【森友裁判】ようやく認めた〝赤木ファイル〟の存在…妻の思いが世論動かす

会見を行った松丸正弁護士(左)と生越照幸弁護士

「森友学園」の国有地売却問題を担当していた元財務省近畿財務局職員・赤木俊夫さん(54=当時)が、決裁文書改ざんを強制され自殺したとして、妻の雅子さん(50)が国と佐川宣寿元国税庁長官(62)に計約1億1000万円の損害賠償を求めた訴訟で、国は6日、俊夫さんが改ざんの過程を書き残したとされる〝赤木ファイル〟の存在を認めた。原告側代理人が明らかにした。

これまでの訴訟で原告側は、俊夫さんが受けた心理的負荷の強度を立証したいとして、赤木ファイルの提出を求めてきたが、国は「争点に関係がない」と主張。ファイルの存否すら明らかにしていなかった。しかし、大阪地裁が3月の進行協議で「仮に存在するのであれば、任意の提出を検討してもらいたい」と要請。6日までに回答するよう求めていた。

国はこの日、赤木ファイルの存在を認め、6月23日の第4回口頭弁論に任意で提出する方針を示した。情報セキュリティーの観点や職員の情報を公にした場合、本人やその家族の私生活の平穏が脅かされる恐れがあるとの理由で、マスキング処理を行った上で提出する。処理の範囲はできる限り狭いものにするという。
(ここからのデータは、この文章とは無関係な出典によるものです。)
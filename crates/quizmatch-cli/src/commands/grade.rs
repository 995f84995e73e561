//! The `quizmatch grade` command.

use std::path::PathBuf;

use anyhow::Result;

use quizmatch_core::grader::grade_records;
use quizmatch_core::grades::load_grade_records;
use quizmatch_core::table::{read_wide_questions, write_graded};

use super::{load_config, print_anomalies, Overrides};

pub fn execute(
    grades: PathBuf,
    questions: PathBuf,
    output: PathBuf,
    threshold: Option<f64>,
    layout: Option<String>,
    config_path: Option<PathBuf>,
) -> Result<()> {
    let config = load_config(
        config_path.as_deref(),
        Overrides {
            threshold,
            layout,
            ..Overrides::default()
        },
    )?;

    let key = read_wide_questions(&questions)?;
    let mut anomalies = Vec::new();
    let records = load_grade_records(&grades, &config.grades, &config.schema)?
        .drain_into(&mut anomalies);
    let graded = grade_records(&records, &key, &config.matching).drain_into(&mut anomalies);
    print_anomalies(&anomalies);

    write_graded(&output, &graded)?;
    let scored = graded.iter().filter(|g| g.status.is_graded()).count();
    println!(
        "Graded {scored} of {} answers to {}",
        graded.len(),
        output.display()
    );
    Ok(())
}
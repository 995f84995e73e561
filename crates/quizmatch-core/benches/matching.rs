use criterion::{black_box, criterion_group, criterion_main, Criterion};

use quizmatch_core::matcher::{MatchConfig, Matcher};
use quizmatch_core::model::{OptionLabel, WideQuestion};
use quizmatch_core::text::{normalize, similarity};

fn generate_questions(n: usize) -> Vec<WideQuestion> {
    (0..n)
        .map(|i| WideQuestion {
            question_id: format!("{}", 1000 + i),
            question_text: format!(
                "Question {i}: which of the following statements about topic {} is correct?",
                i * 7
            ),
            options: (0..4).map(|o| format!("Statement {o} for topic {i}")).collect(),
            correct_label: OptionLabel::from_index(i % 4).unwrap(),
        })
        .collect()
}

fn bench_similarity(c: &mut Criterion) {
    let mut group = c.benchmark_group("similarity");

    let short_a = normalize("What is the capital of France?");
    let short_b = normalize("What's the capital city of France");
    let long_a = normalize(&"The mitochondria is the powerhouse of the cell. ".repeat(10));
    let long_b = normalize(&"Mitochondria are the powerhouses of cells. ".repeat(10));

    group.bench_function("short", |b| {
        b.iter(|| similarity(black_box(&short_a), black_box(&short_b)))
    });

    group.bench_function("long", |b| {
        b.iter(|| similarity(black_box(&long_a), black_box(&long_b)))
    });

    group.finish();
}

fn bench_best_match(c: &mut Criterion) {
    let mut group = c.benchmark_group("best_match");

    for size in [10, 100, 500] {
        let questions = generate_questions(size);
        let matcher = Matcher::new(&questions, MatchConfig::default());
        let query = format!(
            "which of the following statements about topic {} is correct",
            (size / 2) * 7
        );

        group.bench_function(format!("{size}_candidates"), |b| {
            b.iter(|| matcher.best_match(black_box(&query)))
        });
    }

    group.finish();
}

criterion_group!(benches, bench_similarity, bench_best_match);
criterion_main!(benches);
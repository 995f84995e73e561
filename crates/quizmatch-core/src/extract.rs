//! QTI quiz export extraction.
//!
//! Walks an IMS QTI 1.2 assessment export and emits the long-format question
//! bank: one stem row per `<item>` followed by one row per
//! `<response_label>`, in document order. Element names are matched on their
//! local name, so namespaced exports parse the same as bare ones.

use std::path::Path;

use anyhow::{Context, Result};
use quick_xml::events::{BytesStart, Event};
use quick_xml::Reader;

use crate::error::{Anomaly, PipelineError, StageOutcome};
use crate::model::QuestionResponse;
use crate::text::decode_entities;

/// Where a `<mattext>` was found, which decides what its text is used for.
#[derive(Debug, Clone, Copy, PartialEq, Eq)]
enum TextContext {
    Stem,
    Metadata,
    Response,
}

#[derive(Debug, Default)]
struct ResponseDraft {
    ident: Option<String>,
    text: Option<String>,
}

#[derive(Debug, Default)]
struct ItemDraft {
    ordinal: usize,
    ident: Option<String>,
    stem: Option<String>,
    correct: Option<String>,
    responses: Vec<ResponseDraft>,
    in_metadata: usize,
    in_response: bool,
    in_condition: usize,
}

#[derive(Debug)]
struct Capture {
    context: TextContext,
    depth: usize,
    buf: String,
}

/// Extract the question bank from a QTI export held in memory.
pub fn extract_questions(xml: &str) -> Result<StageOutcome<Vec<QuestionResponse>>, PipelineError> {
    let mut reader = Reader::from_str(xml);
    reader.config_mut().trim_text(false);

    let mut rows = Vec::new();
    let mut anomalies = Vec::new();
    let mut items_seen = 0usize;
    let mut items_kept = 0usize;

    let mut depth = 0usize;
    let mut item: Option<ItemDraft> = None;
    let mut mattext: Option<Capture> = None;
    let mut varequal: Option<Capture> = None;

    loop {
        let event = reader.read_event().map_err(|e| PipelineError::MalformedXml {
            position: reader.error_position(),
            message: e.to_string(),
        })?;

        match event {
            Event::Start(e) => {
                depth += 1;
                open_element(&e, depth, &mut item, &mut mattext, &mut varequal, &mut items_seen);
            }
            Event::Empty(e) => {
                // Self-closing elements open and close in one step.
                open_element(
                    &e,
                    depth + 1,
                    &mut item,
                    &mut mattext,
                    &mut varequal,
                    &mut items_seen,
                );
                let name = local_name(&e);
                close_element(
                    &name,
                    depth + 1,
                    &mut item,
                    &mut mattext,
                    &mut varequal,
                    &mut rows,
                    &mut anomalies,
                    &mut items_kept,
                );
            }
            Event::End(e) => {
                let name = String::from_utf8_lossy(e.local_name().as_ref()).into_owned();
                close_element(
                    &name,
                    depth,
                    &mut item,
                    &mut mattext,
                    &mut varequal,
                    &mut rows,
                    &mut anomalies,
                    &mut items_kept,
                );
                depth = depth.saturating_sub(1);
            }
            Event::Text(e) => {
                let text = match e.unescape() {
                    Ok(text) => text.into_owned(),
                    // Named HTML entities such as &nbsp; are not XML; decode per reference.
                    Err(_) => decode_entities(&String::from_utf8_lossy(&e)).into_owned(),
                };
                append_text(&text, &mut mattext, &mut varequal);
            }
            Event::CData(e) => {
                let text = String::from_utf8_lossy(&e).into_owned();
                append_text(&text, &mut mattext, &mut varequal);
            }
            Event::Eof => break,
            _ => {}
        }
    }

    if items_seen == 0 {
        return Err(PipelineError::NoQuestions);
    }
    if items_kept == 0 {
        return Err(PipelineError::NothingExtracted {
            skipped: anomalies.len(),
        });
    }

    tracing::info!(
        questions = items_kept,
        rows = rows.len(),
        skipped = anomalies.len(),
        "extracted question bank"
    );

    Ok(StageOutcome::new(rows, anomalies))
}

/// Read and extract a QTI export from disk.
pub fn extract_questions_file(path: &Path) -> Result<StageOutcome<Vec<QuestionResponse>>> {
    let xml = std::fs::read_to_string(path)
        .with_context(|| format!("failed to read quiz export: {}", path.display()))?;
    extract_questions(&xml).with_context(|| format!("failed to extract {}", path.display()))
}

fn local_name(e: &BytesStart<'_>) -> String {
    String::from_utf8_lossy(e.local_name().as_ref()).into_owned()
}

fn attribute(e: &BytesStart<'_>, key: &str) -> Option<String> {
    let attr = e.try_get_attribute(key).ok().flatten()?;
    let value = attr.unescape_value().ok()?;
    let value = value.trim();
    (!value.is_empty()).then(|| value.to_string())
}

fn open_element(
    e: &BytesStart<'_>,
    depth: usize,
    item: &mut Option<ItemDraft>,
    mattext: &mut Option<Capture>,
    varequal: &mut Option<Capture>,
    items_seen: &mut usize,
) {
    let name = local_name(e);

    if name == "item" {
        if item.is_none() {
            *items_seen += 1;
            *item = Some(ItemDraft {
                ordinal: *items_seen,
                ident: attribute(e, "ident"),
                ..ItemDraft::default()
            });
        }
        return;
    }

    let Some(draft) = item.as_mut() else {
        return;
    };

    match name.as_str() {
        "itemmetadata" => draft.in_metadata += 1,
        "conditionvar" => draft.in_condition += 1,
        "response_label" => {
            draft.responses.push(ResponseDraft {
                ident: attribute(e, "ident"),
                text: None,
            });
            draft.in_response = true;
        }
        "mattext" if mattext.is_none() => {
            let context = if draft.in_metadata > 0 {
                TextContext::Metadata
            } else if draft.in_response {
                TextContext::Response
            } else {
                TextContext::Stem
            };
            *mattext = Some(Capture {
                context,
                depth,
                buf: String::new(),
            });
        }
        "varequal" if draft.in_condition > 0 && draft.correct.is_none() && varequal.is_none() => {
            *varequal = Some(Capture {
                context: TextContext::Stem,
                depth,
                buf: String::new(),
            });
        }
        _ => {}
    }
}

#[allow(clippy::too_many_arguments)]
fn close_element(
    name: &str,
    depth: usize,
    item: &mut Option<ItemDraft>,
    mattext: &mut Option<Capture>,
    varequal: &mut Option<Capture>,
    rows: &mut Vec<QuestionResponse>,
    anomalies: &mut Vec<Anomaly>,
    items_kept: &mut usize,
) {
    if name == "item" {
        if let Some(draft) = item.take() {
            *mattext = None;
            *varequal = None;
            if finish_item(draft, rows, anomalies) {
                *items_kept += 1;
            }
        }
        return;
    }

    let Some(draft) = item.as_mut() else {
        return;
    };

    match name {
        "itemmetadata" => draft.in_metadata = draft.in_metadata.saturating_sub(1),
        "conditionvar" => draft.in_condition = draft.in_condition.saturating_sub(1),
        "response_label" => draft.in_response = false,
        "mattext" if mattext.as_ref().is_some_and(|c| c.depth == depth) => {
            if let Some(capture) = mattext.take() {
                let text = capture.buf.trim().to_string();
                match capture.context {
                    TextContext::Metadata => {}
                    TextContext::Response => {
                        if let Some(resp) = draft.responses.last_mut() {
                            if resp.text.is_none() {
                                resp.text = Some(text);
                            }
                        }
                    }
                    TextContext::Stem => {
                        if draft.stem.is_none() && !text.is_empty() {
                            draft.stem = Some(text);
                        }
                    }
                }
            }
        }
        "varequal" if varequal.as_ref().is_some_and(|c| c.depth == depth) => {
            if let Some(capture) = varequal.take() {
                let text = capture.buf.trim();
                if !text.is_empty() {
                    draft.correct = Some(text.to_string());
                }
            }
        }
        _ => {}
    }
}

fn append_text(text: &str, mattext: &mut Option<Capture>, varequal: &mut Option<Capture>) {
    if let Some(capture) = mattext.as_mut() {
        capture.buf.push_str(text);
    }
    if let Some(capture) = varequal.as_mut() {
        capture.buf.push_str(text);
    }
}

/// Emit a finished item's rows. Returns `false` if the item was skipped.
fn finish_item(
    draft: ItemDraft,
    rows: &mut Vec<QuestionResponse>,
    anomalies: &mut Vec<Anomaly>,
) -> bool {
    let entry = format!("item #{}", draft.ordinal);

    let Some(question_id) = draft.ident else {
        tracing::warn!("skipping {entry}: missing ident attribute");
        anomalies.push(Anomaly::SkippedEntry {
            entry,
            reason: "missing ident attribute".into(),
        });
        return false;
    };

    let mut responses = Vec::with_capacity(draft.responses.len());
    for (i, resp) in draft.responses.into_iter().enumerate() {
        match resp.ident {
            Some(ident) => responses.push((ident, resp.text.unwrap_or_default())),
            None => {
                let entry = format!("response #{} of item {question_id}", i + 1);
                tracing::warn!("skipping {entry}: missing ident attribute");
                anomalies.push(Anomaly::SkippedEntry {
                    entry,
                    reason: "missing ident attribute".into(),
                });
            }
        }
    }

    if responses.is_empty() {
        tracing::warn!("skipping item {question_id}: no usable response_label elements");
        anomalies.push(Anomaly::SkippedEntry {
            entry: format!("item {question_id}"),
            reason: "no usable response_label elements".into(),
        });
        return false;
    }

    if draft.correct.is_none() {
        tracing::warn!("item {question_id} has no correct-response marker");
    }

    rows.push(QuestionResponse::stem(
        question_id.clone(),
        draft.stem.unwrap_or_default(),
    ));
    for (ident, text) in responses {
        let is_correct = draft.correct.as_deref() == Some(ident.as_str());
        rows.push(QuestionResponse::response(
            question_id.clone(),
            ident,
            text,
            is_correct,
        ));
    }
    true
}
原告側の生越照幸弁護士は「かなり踏み込んだ内容。『あったけど捨てた』というんじゃないかとも思っていたので、安心してホッとした」と安ど。一方で、「ある程度、個人名も出していただかないと分からない部分もある」とマスキングの程度を気にかけた。

さらに、赤木ファイルにはドッチファイルにとじられたものとパソコンに保存されたものの2種類が存在することから「後者についてはレスポンスがない。今回開示されるものと同一のものなのか確認する必要がある」とも語った。

国が赤木ファイルの存在を認めたことについて、法曹関係者は「森友問題発覚以降、財務省は文書があるのに『存在しない』と繰り返してきたが、赤木さんの妻の思いが世論を動かしてきたことで『ファイルはある』と証言する職員が出てくる可能性もある。認めざるを得なくなったのでは」と推測した。